En octobre 2014, Mme Benoit s’était rendue au Club d’âge d’or de Sainte-Rose pour participer à une activité de danse. La femme âgée de 72 ans a alors été victime d’une intoxication alimentaire. Elle est allée se reposer dans la voiture garée près de l’immeuble. D’après le rapport de police, elle aurait mis la voiture en marche avant et aurait percuté le bâtiment.

En février 2015, les autorités lui ont retiré son permis de conduire. Par la suite, elle a dû passer trois examens de conduite. Chaque fois, les instructeurs ont refusé de lui donner la note de passage.

Depuis, Claudia Benoit remue ciel et terre pour contester ces décisions et faire entendre sa version des faits. «Je suis en très bonne santé», affirme-t-elle.

Sa situation l’oblige à demander sans cesse l’aide de ses proches pour la conduire. La perte de son permis a changé radicalement son mode de vie, l’empêchant de sortir et de visiter ses proches.

«Je ne peux plus aller à la messe et faire mes commissions. J’aimais tellement aller aux boutiques avec mes talons hauts et mes belles robes», déplore Mme Benoit.

«Ça me déprime beaucoup, je ne peux pas l’accepter. Sortir, c’est ma raison de vivre! J’ai le droit d’avoir ma voiture dans mes mains.»
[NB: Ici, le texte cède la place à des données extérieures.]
//! Tuning constants for structure parsing, gap recovery and deduplication.

use crate::error::{ParserError, Result};

/// Minimum number of consecutive page-numbered lines that form a table of contents.
pub const TOC_MIN_ENTRIES: usize = 5;

/// A table of contents must start within this fraction of the document.
pub const TOC_MAX_POSITION_RATIO: f64 = 0.4;

/// A section token this close to the start of the document is always a heading.
pub const DOCUMENT_HEAD_CHARS: usize = 80;

/// Leading label allowance before a heading token on its line (e.g. `(a) `).
pub const LINE_START_SLACK: usize = 5;

/// Mid-line tokens further than this from the previous line break are rejected.
pub const MAX_HEADING_LINE_OFFSET: usize = 80;

/// Keyword headings below this count trigger the bare-number retry.
pub const MIN_KEYWORD_HEADINGS: usize = 5;

/// Fewer sections than this trigger the paragraph fallback.
pub const MIN_SECTIONS: usize = 3;

/// Text after the number token shorter than this marks a section as noise.
pub const MIN_SECTION_BODY_CHARS: usize = 20;

/// Paragraphs shorter than this are ignored by the paragraph fallback.
pub const MIN_PARAGRAPH_CHARS: usize = 50;

/// Upper bound on the span of a recovered section.
pub const RECOVERY_SPAN_CAP: usize = 5_000;

/// Recovered sections shorter than this are discarded.
pub const MIN_RECOVERED_CHARS: usize = 30;

/// Share of the shorter text used as the duplicate check prefix.
pub const DEDUP_PREFIX_RATIO: f64 = 0.8;

/// Check prefixes must be longer than this to count as a duplicate.
pub const DEDUP_MIN_PREFIX_CHARS: usize = 50;

/// Maximum distance between a quoted term and its meaning verb.
pub const DEFINITION_VERB_WINDOW: usize = 40;

/// Reject empty or whitespace-only source text.
///
/// # Examples
/// ```
/// use clausebank_parser::config::validate_source;
///
/// assert!(validate_source("Section 1.1 Definitions.").is_ok());
/// assert!(validate_source("   \n").is_err());
/// ```
pub fn validate_source(text: &str) -> Result<()> {
    if text.trim().is_empty() {
        Err(ParserError::EmptyInput)
    } else {
        Ok(())
    }
}

/// Walk back to the nearest char boundary at or before `index`.
#[must_use]
pub fn floor_char_boundary(text: &str, index: usize) -> usize {
    if index >= text.len() {
        return text.len();
    }
    let mut i = index;
    while !text.is_char_boundary(i) {
        i -= 1;
    }
    i
}

#[cfg(test)]
mod tests {
    use super::*;

    #[test]
    fn test_validate_source() {
        assert!(validate_source("text").is_ok());
        assert!(matches!(validate_source(""), Err(ParserError::EmptyInput)));
    }

    #[test]
    fn test_floor_char_boundary() {
        let text = "a§b";
        // '§' is two bytes starting at index 1
        assert_eq!(floor_char_boundary(text, 2), 1);
        assert_eq!(floor_char_boundary(text, 3), 3);
        assert_eq!(floor_char_boundary(text, 99), text.len());
    }
}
Fernand Valois comprend très bien cette détresse.

«C’est toujours très difficile pour une personne âgée de perdre son permis parce qu’elle perd son autonomie. Si elle vit dans une région rurale, c’est plus marquant parce que les transports en commun sont absents», dit-il.

«Conduire une automobile, c’est conduire sa vie. Pour l’aîné, le permis de conduire est lié à une identité, à un statut. Lorsqu’il s’entend dire par sa famille ou son médecin ‘’Tu ne peux plus conduire’’, c’est une atteinte à la valeur, à la place du la personne dans la société.»